[Data entries]
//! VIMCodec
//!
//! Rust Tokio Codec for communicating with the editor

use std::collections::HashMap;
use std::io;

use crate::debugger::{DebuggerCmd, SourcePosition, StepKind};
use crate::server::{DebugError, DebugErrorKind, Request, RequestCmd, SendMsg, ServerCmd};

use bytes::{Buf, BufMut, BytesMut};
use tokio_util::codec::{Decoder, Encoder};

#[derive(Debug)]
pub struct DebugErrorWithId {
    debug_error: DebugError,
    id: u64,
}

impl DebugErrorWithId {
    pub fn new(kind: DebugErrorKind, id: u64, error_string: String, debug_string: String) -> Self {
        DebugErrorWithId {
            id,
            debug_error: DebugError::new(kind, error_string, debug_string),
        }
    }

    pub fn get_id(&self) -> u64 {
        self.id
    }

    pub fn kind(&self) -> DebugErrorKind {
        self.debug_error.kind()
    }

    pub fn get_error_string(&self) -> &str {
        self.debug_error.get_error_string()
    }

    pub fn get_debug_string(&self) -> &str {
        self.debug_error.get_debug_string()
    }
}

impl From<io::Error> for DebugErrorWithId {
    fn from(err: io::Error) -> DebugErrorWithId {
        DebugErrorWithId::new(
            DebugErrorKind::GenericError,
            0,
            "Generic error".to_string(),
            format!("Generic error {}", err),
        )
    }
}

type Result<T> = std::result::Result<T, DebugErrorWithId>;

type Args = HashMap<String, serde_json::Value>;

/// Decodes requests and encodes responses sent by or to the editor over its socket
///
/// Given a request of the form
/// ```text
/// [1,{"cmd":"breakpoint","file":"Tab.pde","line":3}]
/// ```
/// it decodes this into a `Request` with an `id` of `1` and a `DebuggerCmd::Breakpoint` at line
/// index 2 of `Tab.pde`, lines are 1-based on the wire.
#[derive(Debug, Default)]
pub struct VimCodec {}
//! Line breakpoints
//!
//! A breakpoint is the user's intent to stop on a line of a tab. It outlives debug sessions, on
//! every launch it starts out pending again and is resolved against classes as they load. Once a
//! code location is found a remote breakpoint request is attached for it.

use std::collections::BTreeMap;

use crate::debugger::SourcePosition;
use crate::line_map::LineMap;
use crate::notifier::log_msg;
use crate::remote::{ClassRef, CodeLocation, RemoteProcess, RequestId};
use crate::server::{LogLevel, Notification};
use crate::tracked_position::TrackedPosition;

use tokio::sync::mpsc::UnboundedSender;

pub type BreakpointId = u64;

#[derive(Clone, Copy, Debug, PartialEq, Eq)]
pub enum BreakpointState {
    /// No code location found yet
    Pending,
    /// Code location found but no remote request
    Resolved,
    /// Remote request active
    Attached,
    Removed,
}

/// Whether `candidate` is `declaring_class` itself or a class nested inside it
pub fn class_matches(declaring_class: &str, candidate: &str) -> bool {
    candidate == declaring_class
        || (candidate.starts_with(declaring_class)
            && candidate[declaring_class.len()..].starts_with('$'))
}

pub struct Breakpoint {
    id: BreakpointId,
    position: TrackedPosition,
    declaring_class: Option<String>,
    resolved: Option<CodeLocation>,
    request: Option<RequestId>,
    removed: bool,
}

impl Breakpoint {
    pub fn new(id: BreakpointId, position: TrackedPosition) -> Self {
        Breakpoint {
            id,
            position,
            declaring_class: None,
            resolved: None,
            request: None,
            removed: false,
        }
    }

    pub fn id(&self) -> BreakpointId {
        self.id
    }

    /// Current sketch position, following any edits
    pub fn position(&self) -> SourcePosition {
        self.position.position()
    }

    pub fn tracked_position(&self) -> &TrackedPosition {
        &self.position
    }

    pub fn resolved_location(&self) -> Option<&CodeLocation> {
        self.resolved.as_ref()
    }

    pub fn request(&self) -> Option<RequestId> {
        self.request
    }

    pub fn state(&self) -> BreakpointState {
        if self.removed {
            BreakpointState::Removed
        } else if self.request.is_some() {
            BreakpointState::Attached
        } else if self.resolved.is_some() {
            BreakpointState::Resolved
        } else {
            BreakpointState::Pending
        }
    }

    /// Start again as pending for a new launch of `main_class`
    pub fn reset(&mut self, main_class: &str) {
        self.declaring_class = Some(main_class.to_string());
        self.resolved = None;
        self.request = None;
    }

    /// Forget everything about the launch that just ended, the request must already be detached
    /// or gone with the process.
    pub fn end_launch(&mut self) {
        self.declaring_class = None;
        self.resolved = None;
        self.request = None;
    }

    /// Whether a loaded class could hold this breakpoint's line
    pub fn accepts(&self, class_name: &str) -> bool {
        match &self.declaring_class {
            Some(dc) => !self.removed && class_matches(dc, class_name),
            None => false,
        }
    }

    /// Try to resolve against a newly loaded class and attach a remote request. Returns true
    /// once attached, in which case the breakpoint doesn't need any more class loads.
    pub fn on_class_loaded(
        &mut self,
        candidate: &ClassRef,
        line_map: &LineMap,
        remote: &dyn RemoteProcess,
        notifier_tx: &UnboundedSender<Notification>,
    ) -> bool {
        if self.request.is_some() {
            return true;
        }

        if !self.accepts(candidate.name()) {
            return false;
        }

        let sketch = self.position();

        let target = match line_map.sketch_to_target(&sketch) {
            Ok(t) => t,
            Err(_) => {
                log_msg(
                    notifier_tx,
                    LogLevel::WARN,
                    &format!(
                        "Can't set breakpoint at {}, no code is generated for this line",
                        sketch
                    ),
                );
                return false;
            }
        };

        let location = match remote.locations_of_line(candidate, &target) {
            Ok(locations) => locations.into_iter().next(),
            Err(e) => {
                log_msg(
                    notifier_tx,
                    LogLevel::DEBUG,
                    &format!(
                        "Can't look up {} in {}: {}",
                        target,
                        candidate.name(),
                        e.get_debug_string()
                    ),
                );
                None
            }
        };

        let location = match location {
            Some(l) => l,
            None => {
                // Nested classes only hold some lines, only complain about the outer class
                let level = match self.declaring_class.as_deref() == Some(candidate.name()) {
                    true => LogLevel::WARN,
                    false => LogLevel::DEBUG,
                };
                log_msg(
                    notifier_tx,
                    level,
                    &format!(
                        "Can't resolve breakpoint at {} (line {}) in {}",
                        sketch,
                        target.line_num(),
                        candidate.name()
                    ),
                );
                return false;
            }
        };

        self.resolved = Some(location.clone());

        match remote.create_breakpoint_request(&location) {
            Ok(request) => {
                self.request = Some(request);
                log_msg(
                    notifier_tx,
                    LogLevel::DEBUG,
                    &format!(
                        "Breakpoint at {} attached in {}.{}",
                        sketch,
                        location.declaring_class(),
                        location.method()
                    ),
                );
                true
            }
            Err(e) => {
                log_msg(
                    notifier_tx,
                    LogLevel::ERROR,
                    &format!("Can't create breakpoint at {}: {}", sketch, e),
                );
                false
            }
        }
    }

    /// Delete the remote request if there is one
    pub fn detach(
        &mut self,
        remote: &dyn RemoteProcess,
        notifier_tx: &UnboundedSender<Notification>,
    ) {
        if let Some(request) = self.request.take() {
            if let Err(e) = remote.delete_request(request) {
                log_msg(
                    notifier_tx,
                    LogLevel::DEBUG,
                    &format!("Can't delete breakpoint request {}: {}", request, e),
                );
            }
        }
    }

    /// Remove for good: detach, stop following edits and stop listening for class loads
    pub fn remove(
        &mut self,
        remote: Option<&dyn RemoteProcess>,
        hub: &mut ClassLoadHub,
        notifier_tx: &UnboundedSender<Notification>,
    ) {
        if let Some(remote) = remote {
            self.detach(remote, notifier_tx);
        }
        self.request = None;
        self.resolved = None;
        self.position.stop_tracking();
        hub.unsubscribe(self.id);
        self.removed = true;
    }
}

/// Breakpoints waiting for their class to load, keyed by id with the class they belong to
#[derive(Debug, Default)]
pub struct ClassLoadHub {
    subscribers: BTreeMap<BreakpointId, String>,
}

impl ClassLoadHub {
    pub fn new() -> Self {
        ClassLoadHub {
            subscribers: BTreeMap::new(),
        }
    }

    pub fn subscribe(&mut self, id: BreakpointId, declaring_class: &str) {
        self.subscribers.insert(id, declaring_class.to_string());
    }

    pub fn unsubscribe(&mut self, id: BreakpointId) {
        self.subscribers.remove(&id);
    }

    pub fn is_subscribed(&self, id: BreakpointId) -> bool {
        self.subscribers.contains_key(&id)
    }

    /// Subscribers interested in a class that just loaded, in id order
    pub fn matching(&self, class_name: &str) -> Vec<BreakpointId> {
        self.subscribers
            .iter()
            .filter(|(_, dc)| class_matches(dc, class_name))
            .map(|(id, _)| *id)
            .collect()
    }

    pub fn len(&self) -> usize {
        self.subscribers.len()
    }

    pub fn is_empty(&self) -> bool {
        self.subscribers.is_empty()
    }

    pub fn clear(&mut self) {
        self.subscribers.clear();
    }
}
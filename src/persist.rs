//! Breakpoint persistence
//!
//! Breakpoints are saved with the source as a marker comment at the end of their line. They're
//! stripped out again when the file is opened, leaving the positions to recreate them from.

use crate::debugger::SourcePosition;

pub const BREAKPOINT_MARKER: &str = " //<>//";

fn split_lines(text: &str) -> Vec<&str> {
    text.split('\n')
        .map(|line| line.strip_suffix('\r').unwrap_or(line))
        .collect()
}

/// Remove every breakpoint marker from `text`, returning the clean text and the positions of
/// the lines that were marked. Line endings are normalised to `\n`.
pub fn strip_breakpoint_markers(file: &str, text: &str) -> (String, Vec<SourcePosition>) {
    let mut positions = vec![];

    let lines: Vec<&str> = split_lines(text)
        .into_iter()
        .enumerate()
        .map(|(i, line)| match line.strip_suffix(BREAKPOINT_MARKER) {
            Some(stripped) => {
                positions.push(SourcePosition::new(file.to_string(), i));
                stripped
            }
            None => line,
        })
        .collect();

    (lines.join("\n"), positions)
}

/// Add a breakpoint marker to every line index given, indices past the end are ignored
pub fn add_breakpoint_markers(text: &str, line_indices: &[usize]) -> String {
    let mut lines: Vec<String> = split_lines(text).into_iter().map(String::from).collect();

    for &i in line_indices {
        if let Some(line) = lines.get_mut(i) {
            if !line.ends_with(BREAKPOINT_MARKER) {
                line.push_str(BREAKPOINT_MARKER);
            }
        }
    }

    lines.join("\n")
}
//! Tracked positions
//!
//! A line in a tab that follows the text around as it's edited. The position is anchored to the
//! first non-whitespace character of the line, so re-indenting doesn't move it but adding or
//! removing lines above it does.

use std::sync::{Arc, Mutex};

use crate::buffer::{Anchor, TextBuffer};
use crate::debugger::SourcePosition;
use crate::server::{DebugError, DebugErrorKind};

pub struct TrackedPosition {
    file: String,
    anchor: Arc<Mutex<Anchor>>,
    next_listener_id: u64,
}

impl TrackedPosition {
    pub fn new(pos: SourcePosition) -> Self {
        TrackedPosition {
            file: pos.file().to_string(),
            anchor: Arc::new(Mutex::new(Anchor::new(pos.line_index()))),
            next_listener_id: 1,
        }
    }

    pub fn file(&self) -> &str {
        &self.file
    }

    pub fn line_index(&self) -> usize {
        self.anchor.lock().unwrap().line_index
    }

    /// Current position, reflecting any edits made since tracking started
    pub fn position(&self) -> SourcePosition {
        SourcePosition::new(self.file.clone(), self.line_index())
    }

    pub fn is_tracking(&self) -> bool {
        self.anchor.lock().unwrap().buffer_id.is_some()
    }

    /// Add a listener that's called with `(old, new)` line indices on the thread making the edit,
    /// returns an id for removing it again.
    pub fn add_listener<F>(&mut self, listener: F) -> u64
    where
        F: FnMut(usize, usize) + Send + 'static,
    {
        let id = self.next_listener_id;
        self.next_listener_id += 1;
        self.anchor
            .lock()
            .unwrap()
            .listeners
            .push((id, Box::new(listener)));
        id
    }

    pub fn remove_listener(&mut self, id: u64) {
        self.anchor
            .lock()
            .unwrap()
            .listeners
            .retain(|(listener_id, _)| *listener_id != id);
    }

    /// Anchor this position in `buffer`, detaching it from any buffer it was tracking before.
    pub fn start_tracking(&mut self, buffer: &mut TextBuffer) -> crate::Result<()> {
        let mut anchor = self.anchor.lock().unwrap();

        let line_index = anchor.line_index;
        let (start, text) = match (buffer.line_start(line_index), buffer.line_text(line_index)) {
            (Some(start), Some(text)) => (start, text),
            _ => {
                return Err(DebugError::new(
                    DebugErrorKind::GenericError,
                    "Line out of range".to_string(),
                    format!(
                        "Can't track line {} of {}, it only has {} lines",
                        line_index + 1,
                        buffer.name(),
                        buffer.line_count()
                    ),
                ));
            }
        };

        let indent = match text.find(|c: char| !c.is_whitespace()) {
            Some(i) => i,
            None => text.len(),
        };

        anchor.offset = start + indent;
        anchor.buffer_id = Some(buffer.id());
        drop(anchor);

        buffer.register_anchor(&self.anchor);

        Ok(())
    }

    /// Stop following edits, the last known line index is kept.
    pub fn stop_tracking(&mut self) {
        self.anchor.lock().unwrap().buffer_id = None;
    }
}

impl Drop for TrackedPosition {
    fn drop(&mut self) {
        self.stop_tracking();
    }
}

• To do: The answer should be one number, the count of lines in the data that include the string "LineMap".

• The completed task: 2